Una serata romanzesca che forse frutterà a Totti il tanto sospirato (e meritato) rinnovo del contratto con la Roma, per chiudere a 40 anni con il calcio giocato. E sempre con il giallorosso addosso.

Roma, 27 aprile – Quand’ero bambino, adoravo i gelati, ma le tasche dei pantaloni contenevano solo moneta pesante, nel senso che c’erano solo spiccioli, e così diventai un divoratore di ghiaccioli, con rare incursioni nel magico mondo del Blob. Poi finalmente inventarono la Coppa del Nonno, un gelato al solo gusto di caffè, con due o tre chicchi in bella vista.

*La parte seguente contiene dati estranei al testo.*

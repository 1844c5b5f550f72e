//! Per-connection task — framed I/O, handshake, command forwarding.
//!
//! Each runtime-channel connection spawns a tokio task that:
//! 1. Wraps the socket in the length-prefixed MessagePack framing.
//! 2. Reads the first message (must be `Hello`) and forwards it to
//!    the orchestrator loop for handshake validation.
//! 3. Enters a select loop: forward requests to the orchestrator
//!    loop, push unsolicited deliveries (payloads, failure notices)
//!    down to the client.
//! 4. On disconnect, notifies the orchestrator loop for cleanup.

use futures::{SinkExt, StreamExt};
use tokio::net::UnixStream;
use tokio::sync::{mpsc, oneshot};
use tokio_util::codec::Framed;

use crate::ipc::codec::{CodecError, DecodeResult, FrameCodec, decode_frame};
use crate::ipc::protocol::{Message, Status};

use super::session::ConnectionId;

/// Command sent from a connection task to the orchestrator loop.
#[derive(Debug)]
pub struct RelayCommand {
    pub request: Message,
    pub response_tx: oneshot::Sender<Message>,
    pub connection_id: ConnectionId,
}

/// Notification sent when a connection closes.
#[derive(Debug)]
pub struct DisconnectNotice {
    pub connection_id: ConnectionId,
}

/// Connection-level errors.
#[derive(Debug, thiserror::Error)]
enum ConnectionError {
    #[error("unexpected EOF during handshake")]
    HandshakeEof,
    #[error("first message must be Hello")]
    NotHello,
    #[error("malformed frame: {0}")]
    MalformedFrame(#[from] rmp_serde::decode::Error),
    #[error("codec error: {0}")]
    Codec(#[from] CodecError),
    #[error("orchestrator loop closed")]
    OrchestratorGone,
    #[error("response channel closed")]
    ResponseDropped,
}

/// Spawn a connection handler task.
///
/// The task runs until the client disconnects or a protocol error
/// occurs. On exit, a [`DisconnectNotice`] is sent to the
/// orchestrator loop.
pub fn spawn_connection(
    stream: UnixStream,
    conn_id: ConnectionId,
    cmd_tx: mpsc::UnboundedSender<RelayCommand>,
    deliver_rx: mpsc::UnboundedReceiver<Message>,
    disconnect_tx: mpsc::UnboundedSender<DisconnectNotice>,
) {
    tokio::spawn(async move {
        if let Err(e) = handle_connection(stream, conn_id, cmd_tx, deliver_rx).await {
            tracing::debug!(?conn_id, error = %e, "connection closed");
        }
        // Always notify the orchestrator of the disconnect for cleanup.
        let _ = disconnect_tx.send(DisconnectNotice {
            connection_id: conn_id,
        });
    });
}

async fn handle_connection(
    stream: UnixStream,
    conn_id: ConnectionId,
    cmd_tx: mpsc::UnboundedSender<RelayCommand>,
    mut deliver_rx: mpsc::UnboundedReceiver<Message>,
) -> Result<(), ConnectionError> {
    let mut framed = Framed::new(stream, FrameCodec::new());

    // -- Handshake: first message must be Hello --
    let first_frame = framed
        .next()
        .await
        .ok_or(ConnectionError::HandshakeEof)?
        .map_err(ConnectionError::Codec)?;

    let first_msg = match decode_frame(&first_frame) {
        DecodeResult::Ok(msg @ Message::Hello { .. }) => msg,
        DecodeResult::Ok(_non_hello) => {
            // Valid message, wrong opener. The client violated the
            // handshake so the connection closes immediately.
            return Err(ConnectionError::NotHello);
        }
        DecodeResult::UnknownType(_envelope) => {
            return Err(ConnectionError::NotHello);
        }
        DecodeResult::Malformed(e) => {
            return Err(ConnectionError::MalformedFrame(e));
        }
    };

    let response = send_command(&cmd_tx, first_msg, conn_id).await?;
    let is_error = is_error_hello_ack(&response);
    framed
        .send(response)
        .await
        .map_err(ConnectionError::Codec)?;

    if is_error {
        // Version mismatch, rogue surface, or other handshake failure.
        return Ok(());
    }

    // -- Main loop: requests + unsolicited delivery --
    loop {
        tokio::select! {
            frame = framed.next() => {
                let raw = match frame {
                    Some(Ok(raw)) => raw,
                    Some(Err(e)) => return Err(ConnectionError::Codec(e)),
                    None => return Ok(()), // Clean disconnect.
                };
                match decode_frame(&raw) {
                    DecodeResult::Ok(msg) => {
                        let response = send_command(&cmd_tx, msg, conn_id).await?;
                        framed.send(response).await.map_err(ConnectionError::Codec)?;
                    }
                    DecodeResult::UnknownType(envelope) => {
                        // Unknown message type — error with the echoed
                        // id, connection stays open.
                        let response = Message::Response {
                            id: envelope.id,
                            status: Status::Error,
                            error: Some("unknown_type".into()),
                            enabled: None,
                            existed: None,
                        };
                        framed.send(response).await.map_err(ConnectionError::Codec)?;
                    }
                    DecodeResult::Malformed(e) => {
                        // Completely unrecoverable — can't extract id.
                        return Err(ConnectionError::MalformedFrame(e));
                    }
                }
            }
            delivery = deliver_rx.recv() => {
                match delivery {
                    Some(msg) => {
                        framed.send(msg).await.map_err(ConnectionError::Codec)?;
                    }
                    None => {
                        // Loop dropped our delivery sender — shutting down.
                        return Ok(());
                    }
                }
            }
        }
    }
}

/// Send a command to the orchestrator loop and wait for the response.
async fn send_command(
    cmd_tx: &mpsc::UnboundedSender<RelayCommand>,
    request: Message,
    conn_id: ConnectionId,
) -> Result<Message, ConnectionError> {
    let (response_tx, response_rx) = oneshot::channel();
    cmd_tx
        .send(RelayCommand {
            request,
            response_tx,
            connection_id: conn_id,
        })
        .map_err(|_| ConnectionError::OrchestratorGone)?;
    response_rx
        .await
        .map_err(|_| ConnectionError::ResponseDropped)
}

fn is_error_hello_ack(msg: &Message) -> bool {
    matches!(
        msg,
        Message::HelloAck {
            status: Status::Error,
            ..
        }
    )
}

L’acquisto, e non la vincita, della mia prima coppa segnò il passaggio dall’infanzia all’adolescenza e ancora ricordo l’indescrivibile soddisfazione che provai.

La sera del 20 aprile 2016 un “nonnetto” del calcio ha restituito linfa vitale a un ricordo ormai sopito e regalato una gioia che, se nella prima occasione era stata un misto di esaltazione e compiacimento, stavolta ha significato soprattutto commozione.

Stavo scomodamente seduto sul divano innanzi all’ennesima delusione dell’eterna incompiuta che del mio cuore è la squadra e la causa di indicibili sofferenze.

Al minuto 86 della gara tra un Torino ormai salvo e senza obiettivi e una Roma terza in classifica alla ricerca di punti preziosi per attaccare il secondo posto del Napoli, che avrebbe garantito l’accesso diretto alla Champions League, sul risultato di 2-1 per gli ospiti, lo Stadio Olimpico assiste, tra rabbia e delusione, al triste ingresso in campo del suo storico Capitano, quel Francesco Totti che il 27 settembre compirà la bellezza di 40 anni.

Quei miseri 4 minuti più recupero lasciati dal duro condottiero Spalletti al valoroso Capitano, eroe di mille battaglie e ultima bandiera del calcio moderno, sono un affronto non solo ai sentimenti ma anche alla cinica logica del risultato, perché nessuno, neanche il più ottimista dei tifosi, può immaginare quello che sta per accadere.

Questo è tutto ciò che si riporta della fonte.